> **Task directions**
A complete, exact copy of the records below is the required result.

> **Input for this task**
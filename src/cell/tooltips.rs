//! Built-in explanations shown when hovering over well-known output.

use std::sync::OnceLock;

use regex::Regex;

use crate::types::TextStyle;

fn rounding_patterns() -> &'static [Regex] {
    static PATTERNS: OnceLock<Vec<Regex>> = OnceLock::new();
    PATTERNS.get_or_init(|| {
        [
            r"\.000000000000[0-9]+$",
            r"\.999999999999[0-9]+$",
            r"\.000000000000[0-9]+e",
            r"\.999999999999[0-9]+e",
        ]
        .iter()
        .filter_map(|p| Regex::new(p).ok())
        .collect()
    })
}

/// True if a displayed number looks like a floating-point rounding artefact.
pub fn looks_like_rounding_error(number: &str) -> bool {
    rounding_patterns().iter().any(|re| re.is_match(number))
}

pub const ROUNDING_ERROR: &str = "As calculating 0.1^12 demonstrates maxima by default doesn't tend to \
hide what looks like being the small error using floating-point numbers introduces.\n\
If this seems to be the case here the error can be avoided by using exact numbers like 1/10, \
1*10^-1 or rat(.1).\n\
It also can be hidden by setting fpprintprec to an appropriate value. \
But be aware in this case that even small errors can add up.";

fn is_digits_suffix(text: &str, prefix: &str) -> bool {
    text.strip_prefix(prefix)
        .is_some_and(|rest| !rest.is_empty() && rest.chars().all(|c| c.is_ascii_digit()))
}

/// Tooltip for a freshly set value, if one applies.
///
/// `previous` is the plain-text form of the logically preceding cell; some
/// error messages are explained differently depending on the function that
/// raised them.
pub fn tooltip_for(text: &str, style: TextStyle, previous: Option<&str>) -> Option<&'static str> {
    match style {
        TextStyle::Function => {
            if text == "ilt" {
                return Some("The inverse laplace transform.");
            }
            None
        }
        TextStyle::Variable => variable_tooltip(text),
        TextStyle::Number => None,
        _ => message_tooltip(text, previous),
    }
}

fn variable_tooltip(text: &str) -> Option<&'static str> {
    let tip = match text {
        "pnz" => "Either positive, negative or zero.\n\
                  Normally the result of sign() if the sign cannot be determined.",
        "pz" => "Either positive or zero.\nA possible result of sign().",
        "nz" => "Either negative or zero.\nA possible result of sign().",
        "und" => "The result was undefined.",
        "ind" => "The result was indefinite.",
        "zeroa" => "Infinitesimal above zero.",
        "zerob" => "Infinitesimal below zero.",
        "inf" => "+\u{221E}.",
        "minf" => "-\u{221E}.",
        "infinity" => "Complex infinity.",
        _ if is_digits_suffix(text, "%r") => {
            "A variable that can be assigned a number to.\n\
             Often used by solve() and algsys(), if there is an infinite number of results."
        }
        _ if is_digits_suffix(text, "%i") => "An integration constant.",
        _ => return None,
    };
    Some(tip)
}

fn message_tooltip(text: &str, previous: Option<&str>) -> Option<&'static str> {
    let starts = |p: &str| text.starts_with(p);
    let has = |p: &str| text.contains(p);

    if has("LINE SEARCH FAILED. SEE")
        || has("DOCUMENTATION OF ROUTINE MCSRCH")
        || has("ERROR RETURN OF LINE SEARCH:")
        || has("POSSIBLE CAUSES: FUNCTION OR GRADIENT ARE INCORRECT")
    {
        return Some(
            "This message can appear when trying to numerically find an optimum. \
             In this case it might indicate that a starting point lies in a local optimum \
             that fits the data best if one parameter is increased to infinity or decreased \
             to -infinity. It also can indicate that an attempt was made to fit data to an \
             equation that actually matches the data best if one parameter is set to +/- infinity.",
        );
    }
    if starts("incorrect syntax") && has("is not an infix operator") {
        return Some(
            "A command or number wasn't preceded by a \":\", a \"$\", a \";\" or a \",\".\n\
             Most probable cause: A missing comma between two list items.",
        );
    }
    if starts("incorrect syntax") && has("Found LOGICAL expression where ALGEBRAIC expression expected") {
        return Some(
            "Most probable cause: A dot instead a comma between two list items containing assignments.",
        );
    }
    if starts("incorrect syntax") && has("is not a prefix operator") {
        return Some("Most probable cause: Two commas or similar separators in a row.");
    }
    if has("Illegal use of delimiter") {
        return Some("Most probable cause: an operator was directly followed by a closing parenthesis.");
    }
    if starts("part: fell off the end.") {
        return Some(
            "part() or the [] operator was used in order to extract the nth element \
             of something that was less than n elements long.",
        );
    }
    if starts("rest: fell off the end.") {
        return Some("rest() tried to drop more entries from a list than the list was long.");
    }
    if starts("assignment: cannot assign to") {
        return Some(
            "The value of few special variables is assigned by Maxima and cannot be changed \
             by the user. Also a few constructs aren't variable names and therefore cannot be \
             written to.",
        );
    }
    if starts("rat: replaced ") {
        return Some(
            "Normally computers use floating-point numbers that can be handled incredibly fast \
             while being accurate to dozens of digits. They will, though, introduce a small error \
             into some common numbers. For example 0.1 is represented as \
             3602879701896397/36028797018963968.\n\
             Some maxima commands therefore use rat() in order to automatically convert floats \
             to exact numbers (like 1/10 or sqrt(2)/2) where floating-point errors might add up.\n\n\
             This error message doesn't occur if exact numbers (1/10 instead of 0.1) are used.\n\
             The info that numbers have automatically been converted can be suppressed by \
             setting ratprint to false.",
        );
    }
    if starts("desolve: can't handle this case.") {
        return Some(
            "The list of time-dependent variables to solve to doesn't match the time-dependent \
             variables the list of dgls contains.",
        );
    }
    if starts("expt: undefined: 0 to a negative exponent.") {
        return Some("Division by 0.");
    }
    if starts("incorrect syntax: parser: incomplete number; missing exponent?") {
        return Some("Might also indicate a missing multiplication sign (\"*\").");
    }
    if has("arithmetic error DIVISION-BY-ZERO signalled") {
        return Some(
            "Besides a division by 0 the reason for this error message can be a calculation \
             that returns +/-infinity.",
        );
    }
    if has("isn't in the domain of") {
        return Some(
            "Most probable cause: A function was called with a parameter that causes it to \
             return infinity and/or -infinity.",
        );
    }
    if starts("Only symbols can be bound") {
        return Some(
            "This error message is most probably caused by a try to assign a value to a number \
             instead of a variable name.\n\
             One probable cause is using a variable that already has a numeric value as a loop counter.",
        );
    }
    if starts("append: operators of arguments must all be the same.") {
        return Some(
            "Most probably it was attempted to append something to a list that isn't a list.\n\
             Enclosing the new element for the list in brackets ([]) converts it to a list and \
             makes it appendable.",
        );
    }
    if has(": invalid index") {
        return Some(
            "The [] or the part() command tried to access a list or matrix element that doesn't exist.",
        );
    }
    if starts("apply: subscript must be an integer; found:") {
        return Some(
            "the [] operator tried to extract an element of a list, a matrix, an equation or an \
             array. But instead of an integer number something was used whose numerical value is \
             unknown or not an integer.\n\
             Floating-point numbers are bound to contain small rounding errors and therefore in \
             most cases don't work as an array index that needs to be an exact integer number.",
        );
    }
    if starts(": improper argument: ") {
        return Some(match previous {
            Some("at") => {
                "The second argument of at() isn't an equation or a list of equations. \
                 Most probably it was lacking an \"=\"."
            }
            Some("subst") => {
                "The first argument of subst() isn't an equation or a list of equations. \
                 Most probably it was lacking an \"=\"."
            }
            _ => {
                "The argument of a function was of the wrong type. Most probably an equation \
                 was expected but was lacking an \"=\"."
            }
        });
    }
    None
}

> **Answer section**
filename src/cell/tooltips.rs
//! Built-in explanations shown when hovering over well-known output.

use std::sync::OnceLock;

use regex::Regex;

use crate::types::TextStyle;

fn rounding_patterns() -> &'static [Regex] {
    static PATTERNS: OnceLock<Vec<Regex>> = OnceLock::new();
    PATTERNS.get_or_init(|| {
        [
            r"\.000000000000[0-9]+$",
            r"\.999999999999[0-9]+$",
            r"\.000000000000[0-9]+e",
            r"\.999999999999[0-9]+e",
        ]
        .iter()
        .filter_map(|p| Regex::new(p).ok())
        .collect()
    })
}

/// True if a displayed number looks like a floating-point rounding artefact.
pub fn looks_like_rounding_error(number: &str) -> bool {
    rounding_patterns().iter().any(|re| re.is_match(number))
}

pub const ROUNDING_ERROR: &str = "As calculating 0.1^12 demonstrates maxima by default doesn't tend to \
hide what looks like being the small error using floating-point numbers introduces.\n\
If this seems to be the case here the error can be avoided by using exact numbers like 1/10, \
1*10^-1 or rat(.1).\n\
It also can be hidden by setting fpprintprec to an appropriate value. \
But be aware in this case that even small errors can add up.";

fn is_digits_suffix(text: &str, prefix: &str) -> bool {
    text.strip_prefix(prefix)
        .is_some_and(|rest| !rest.is_empty() && rest.chars().all(|c| c.is_ascii_digit()))
}

/// Tooltip for a freshly set value, if one applies.
///
/// `previous` is the plain-text form of the logically preceding cell; some
/// error messages are explained differently depending on the function that
/// raised them.
pub fn tooltip_for(text: &str, style: TextStyle, previous: Option<&str>) -> Option<&'static str> {
    match style {
        TextStyle::Function => {
            if text == "ilt" {
                return Some("The inverse laplace transform.");
            }
            None
        }
        TextStyle::Variable => variable_tooltip(text),
        TextStyle::Number => None,
        _ => message_tooltip(text, previous),
    }
}

fn variable_tooltip(text: &str) -> Option<&'static str> {
    let tip = match text {
        "pnz" => "Either positive, negative or zero.\n\
                  Normally the result of sign() if the sign cannot be determined.",
        "pz" => "Either positive or zero.\nA possible result of sign().",
        "nz" => "Either negative or zero.\nA possible result of sign().",
        "und" => "The result was undefined.",
        "ind" => "The result was indefinite.",
        "zeroa" => "Infinitesimal above zero.",
        "zerob" => "Infinitesimal below zero.",
        "inf" => "+\u{221E}.",
        "minf" => "-\u{221E}.",
        "infinity" => "Complex infinity.",
        _ if is_digits_suffix(text, "%r") => {
            "A variable that can be assigned a number to.\n\
             Often used by solve() and algsys(), if there is an infinite number of results."
        }
        _ if is_digits_suffix(text, "%i") => "An integration constant.",
        _ => return None,
    };
    Some(tip)
}

fn message_tooltip(text: &str, previous: Option<&str>) -> Option<&'static str> {
    let starts = |p: &str| text.starts_with(p);
    let has = |p: &str| text.contains(p);

    if has("LINE SEARCH FAILED. SEE")
        || has("DOCUMENTATION OF ROUTINE MCSRCH")
        || has("ERROR RETURN OF LINE SEARCH:")
        || has("POSSIBLE CAUSES: FUNCTION OR GRADIENT ARE INCORRECT")
    {
        return Some(
            "This message can appear when trying to numerically find an optimum. \
             In this case it might indicate that a starting point lies in a local optimum \
             that fits the data best if one parameter is increased to infinity or decreased \
             to -infinity. It also can indicate that an attempt was made to fit data to an \
             equation that actually matches the data best if one parameter is set to +/- infinity.",
        );
    }
    if starts("incorrect syntax") && has("is not an infix operator") {
        return Some(
            "A command or number wasn't preceded by a \":\", a \"$\", a \";\" or a \",\".\n\
             Most probable cause: A missing comma between two list items.",
        );
    }
    if starts("incorrect syntax") && has("Found LOGICAL expression where ALGEBRAIC expression expected") {
        return Some(
            "Most probable cause: A dot instead a comma between two list items containing assignments.",
        );
    }
    if starts("incorrect syntax") && has("is not a prefix operator") {
        return Some("Most probable cause: Two commas or similar separators in a row.");
    }
    if has("Illegal use of delimiter") {
        return Some("Most probable cause: an operator was directly followed by a closing parenthesis.");
    }
    if starts("part: fell off the end.") {
        return Some(
            "part() or the [] operator was used in order to extract the nth element \
             of something that was less than n elements long.",
        );
    }
    if starts("rest: fell off the end.") {
        return Some("rest() tried to drop more entries from a list than the list was long.");
    }
    if starts("assignment: cannot assign to") {
        return Some(
            "The value of few special variables is assigned by Maxima and cannot be changed \
             by the user. Also a few constructs aren't variable names and therefore cannot be \
             written to.",
        );
    }
    if starts("rat: replaced ") {
        return Some(
            "Normally computers use floating-point numbers that can be handled incredibly fast \
             while being accurate to dozens of digits. They will, though, introduce a small error \
             into some common numbers. For example 0.1 is represented as \
             3602879701896397/36028797018963968.\n\
             Some maxima commands therefore use rat() in order to automatically convert floats \
             to exact numbers (like 1/10 or sqrt(2)/2) where floating-point errors might add up.\n\n\
             This error message doesn't occur if exact numbers (1/10 instead of 0.1) are used.\n\
             The info that numbers have automatically been converted can be suppressed by \
             setting ratprint to false.",
        );
    }
    if starts("desolve: can't handle this case.") {
        return Some(
            "The list of time-dependent variables to solve to doesn't match the time-dependent \
             variables the list of dgls contains.",
        );
    }
    if starts("expt: undefined: 0 to a negative exponent.") {
        return Some("Division by 0.");
    }
    if starts("incorrect syntax: parser: incomplete number; missing exponent?") {
        return Some("Might also indicate a missing multiplication sign (\"*\").");
    }
    if has("arithmetic error DIVISION-BY-ZERO signalled") {
        return Some(
            "Besides a division by 0 the reason for this error message can be a calculation \
             that returns +/-infinity.",
        );
    }
    if has("isn't in the domain of") {
        return Some(
            "Most probable cause: A function was called with a parameter that causes it to \
             return infinity and/or -infinity.",
        );
    }
    if starts("Only symbols can be bound") {
        return Some(
            "This error message is most probably caused by a try to assign a value to a number \
             instead of a variable name.\n\
             One probable cause is using a variable that already has a numeric value as a loop counter.",
        );
    }
    if starts("append: operators of arguments must all be the same.") {
        return Some(
            "Most probably it was attempted to append something to a list that isn't a list.\n\
             Enclosing the new element for the list in brackets ([]) converts it to a list and \
             makes it appendable.",
        );
    }
    if has(": invalid index") {
        return Some(
            "The [] or the part() command tried to access a list or matrix element that doesn't exist.",
        );
    }
    if starts("apply: subscript must be an integer; found:") {
        return Some(
            "the [] operator tried to extract an element of a list, a matrix, an equation or an \
             array. But instead of an integer number something was used whose numerical value is \
             unknown or not an integer.\n\
             Floating-point numbers are bound to contain small rounding errors and therefore in \
             most cases don't work as an array index that needs to be an exact integer number.",
        );
    }
    if starts(": improper argument: ") {
        return Some(match previous {
            Some("at") => {
                "The second argument of at() isn't an equation or a list of equations. \
                 Most probably it was lacking an \"=\"."
            }
            Some("subst") => {
                "The first argument of subst() isn't an equation or a list of equations. \
                 Most probably it was lacking an \"=\"."
            }
            _ => {
                "The argument of a function was of the wrong type. Most probably an equation \
                 was expected but was lacking an \"=\"."
            }
        });
    }
    None
}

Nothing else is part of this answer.